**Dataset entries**
▼▼▼
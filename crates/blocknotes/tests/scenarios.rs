//! End-to-end scenarios against the public registry surface.

use blocknotes::store::Store;
use blocknotes::{ErrorKind, NoteEvent, NoteId, Visibility};
use blocknotes_testkit::{init_tracing, memory_registry, multi_party_fixtures, Wallet};

#[tokio::test]
async fn three_notes_one_of_each_visibility() -> anyhow::Result<()> {
    init_tracing();
    let parties = multi_party_fixtures(3);
    let (owner, addr1, addr2) = (
        parties[0].principal(),
        parties[1].principal(),
        parties[2].principal(),
    );
    let mut notes = memory_registry();

    let private = notes.create(&owner, "Private note", Visibility::Private).await?;
    let shared = notes.create(&owner, "Shared note", Visibility::Shared).await?;
    let public = notes.create(&owner, "Public note", Visibility::Public).await?;
    assert_eq!(
        (private, shared, public),
        (NoteId::new(1), NoteId::new(2), NoteId::new(3))
    );

    notes.share_with(shared, addr1, &owner).await?;

    let err = notes.read(private, &addr1).await.unwrap_err();
    assert_eq!(err.kind(), ErrorKind::Unauthorized);

    let view = notes.read(shared, &addr1).await?;
    assert_eq!(view.content, "Shared note");
    assert_eq!(view.visibility, Visibility::Shared);

    assert_eq!(notes.read(public, &addr2).await?.content, "Public note");

    // addr2 holds no grant on the shared note.
    assert_eq!(
        notes.read(shared, &addr2).await.unwrap_err().kind(),
        ErrorKind::Unauthorized
    );
    Ok(())
}

#[tokio::test]
async fn private_note_ignores_grants() -> anyhow::Result<()> {
    let parties = multi_party_fixtures(2);
    let (owner, friend) = (parties[0].principal(), parties[1].principal());
    let mut notes = memory_registry();

    let id = notes.create(&owner, "diary", Visibility::Private).await?;
    notes.share_with(id, friend, &owner).await?;

    assert!(notes.is_shared_with(id, &friend).await?);
    assert_eq!(
        notes.read(id, &friend).await.unwrap_err().kind(),
        ErrorKind::Unauthorized
    );

    // The grant made while private takes effect once the note is shared.
    notes.change_visibility(id, Visibility::Shared, &owner).await?;
    assert_eq!(notes.read(id, &friend).await?.content, "diary");
    Ok(())
}

#[tokio::test]
async fn grants_survive_visibility_round_trip() -> anyhow::Result<()> {
    let parties = multi_party_fixtures(3);
    let (owner, friend, stranger) = (
        parties[0].principal(),
        parties[1].principal(),
        parties[2].principal(),
    );
    let mut notes = memory_registry();

    let id = notes.create(&owner, "plans", Visibility::Shared).await?;
    notes.share_with(id, friend, &owner).await?;
    assert!(notes.read(id, &friend).await.is_ok());

    notes.change_visibility(id, Visibility::Private, &owner).await?;
    assert!(notes.read(id, &friend).await.is_err());

    notes.change_visibility(id, Visibility::Public, &owner).await?;
    assert!(notes.read(id, &stranger).await.is_ok());

    notes.change_visibility(id, Visibility::Shared, &owner).await?;
    assert!(notes.read(id, &friend).await.is_ok());
    assert!(notes.read(id, &stranger).await.is_err());
    Ok(())
}

#[tokio::test]
async fn sharing_twice_is_a_no_op() -> anyhow::Result<()> {
    let parties = multi_party_fixtures(3);
    let (owner, friend, other) = (
        parties[0].principal(),
        parties[1].principal(),
        parties[2].principal(),
    );
    let mut notes = memory_registry();

    let id = notes.create(&owner, "Shared note", Visibility::Shared).await?;
    notes.share_with(id, friend, &owner).await?;
    notes.share_with(id, friend, &owner).await?;

    let note = notes.store().get_note(id).await?.expect("note exists");
    assert_eq!(note.shared_with.len(), 1);
    assert!(notes.is_shared_with(id, &friend).await?);
    assert!(!notes.is_shared_with(id, &other).await?);
    Ok(())
}

#[tokio::test]
async fn deleted_note_is_gone_for_everyone() -> anyhow::Result<()> {
    let parties = multi_party_fixtures(2);
    let (owner, friend) = (parties[0].principal(), parties[1].principal());
    let mut notes = memory_registry();

    let id = notes.create(&owner, "temporary", Visibility::Public).await?;
    notes.delete_note(id, &owner).await?;

    let kinds = vec![
        notes.read(id, &owner).await.unwrap_err().kind(),
        notes.read(id, &friend).await.unwrap_err().kind(),
        notes.share_with(id, friend, &owner).await.unwrap_err().kind(),
        notes
            .change_visibility(id, Visibility::Private, &owner)
            .await
            .unwrap_err()
            .kind(),
        notes.delete_note(id, &owner).await.unwrap_err().kind(),
        notes.is_shared_with(id, &friend).await.unwrap_err().kind(),
    ];
    assert!(kinds.iter().all(|k| *k == ErrorKind::NotFound));

    // The id is not handed out again.
    let next = notes.create(&owner, "replacement", Visibility::Public).await?;
    assert_eq!(next, NoteId::new(2));

    assert_eq!(
        notes.drain_events(),
        vec![
            NoteEvent::Created {
                id,
                content: "temporary".into(),
                owner,
                visibility: Visibility::Public,
            },
            NoteEvent::Deleted { id },
            NoteEvent::Created {
                id: next,
                content: "replacement".into(),
                owner,
                visibility: Visibility::Public,
            },
        ]
    );
    Ok(())
}

#[tokio::test]
async fn non_owner_cannot_delete_even_when_shared() -> anyhow::Result<()> {
    let parties = multi_party_fixtures(2);
    let (owner, friend) = (parties[0].principal(), parties[1].principal());
    let mut notes = memory_registry();

    let id = notes.create(&owner, "keep", Visibility::Shared).await?;
    notes.share_with(id, friend, &owner).await?;

    assert_eq!(
        notes.delete_note(id, &friend).await.unwrap_err().kind(),
        ErrorKind::NotOwner
    );
    assert_eq!(notes.read(id, &friend).await?.content, "keep");
    Ok(())
}

#[tokio::test]
async fn unsolicited_transfer_is_refunded() -> anyhow::Result<()> {
    let parties = multi_party_fixtures(1);
    let sender = parties[0].principal();
    let mut wallet = Wallet::new(sender, 10_000);
    let mut notes = memory_registry();

    let fee = 21;
    let amount = wallet.send(1_000, fee).expect("wallet covers the transfer");
    let refund = notes.receive_value(sender, amount);
    wallet.credit(&refund);

    assert_eq!(notes.balance(), 0);
    assert_eq!(wallet.balance(), 10_000 - fee);
    assert!(notes.events().is_empty());
    Ok(())
}
//! Strong type definitions for BlockNotes.
//!
//! Identifiers and enumerations are newtypes so they cannot be confused
//! with plain integers at compile time.

use serde::{Deserialize, Serialize};
use std::fmt;

use crate::error::CoreError;

/// Smallest unit of value that can be transferred to the store.
pub type Amount = u128;

/// A sequential note identifier.
///
/// Identifiers start at 1 and are never reused, even after deletion.
/// `0` is reserved as the "not found" sentinel and is never assigned.
#[derive(Clone, Copy, PartialEq, Eq, PartialOrd, Ord, Hash, Serialize, Deserialize)]
pub struct NoteId(pub u64);

impl NoteId {
    /// The sentinel id. Never refers to a note.
    pub const ZERO: Self = Self(0);

    /// The first id handed out by a fresh store.
    pub const FIRST: Self = Self(1);

    /// Create a NoteId from a raw value.
    pub const fn new(value: u64) -> Self {
        Self(value)
    }

    /// Get the raw value.
    pub const fn get(&self) -> u64 {
        self.0
    }

    /// Whether this is the reserved sentinel.
    pub const fn is_sentinel(&self) -> bool {
        self.0 == 0
    }

    /// The id that follows this one.
    pub const fn next(&self) -> Self {
        Self(self.0 + 1)
    }
}

impl fmt::Debug for NoteId {
    fn fmt(&self, f: &mut fmt::Formatter<'_>) -> fmt::Result {
        write!(f, "NoteId({})", self.0)
    }
}

impl fmt::Display for NoteId {
    fn fmt(&self, f: &mut fmt::Formatter<'_>) -> fmt::Result {
        write!(f, "#{}", self.0)
    }
}

impl From<u64> for NoteId {
    fn from(value: u64) -> Self {
        Self(value)
    }
}

/// Access class of a note.
///
/// The discriminants are the wire values accepted by [`Visibility::try_from`].
#[derive(Debug, Clone, Copy, PartialEq, Eq, Hash, Serialize, Deserialize)]
#[repr(u8)]
pub enum Visibility {
    /// Owner only.
    Private = 0,
    /// Owner plus principals in the note's share set.
    Shared = 1,
    /// Any caller.
    Public = 2,
}

impl Visibility {
    /// All levels, in wire order.
    pub const ALL: [Visibility; 3] = [Visibility::Private, Visibility::Shared, Visibility::Public];

    /// Wire value of this level.
    pub const fn as_u8(self) -> u8 {
        self as u8
    }
}

impl TryFrom<u8> for Visibility {
    type Error = CoreError;

    fn try_from(value: u8) -> Result<Self, Self::Error> {
        match value {
            0 => Ok(Visibility::Private),
            1 => Ok(Visibility::Shared),
            2 => Ok(Visibility::Public),
            other => Err(CoreError::InvalidVisibility(other)),
        }
    }
}

impl fmt::Display for Visibility {
    fn fmt(&self, f: &mut fmt::Formatter<'_>) -> fmt::Result {
        let name = match self {
            Visibility::Private => "private",
            Visibility::Shared => "shared",
            Visibility::Public => "public",
        };
        f.write_str(name)
    }
}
▲▲▲
**Assigned task**
Track down all lines above with the string "sender" and copy them.

**Written reply**
    let sender = parties[0].principal();
    let mut wallet = Wallet::new(sender, 10_000);
    let refund = notes.receive_value(sender, amount);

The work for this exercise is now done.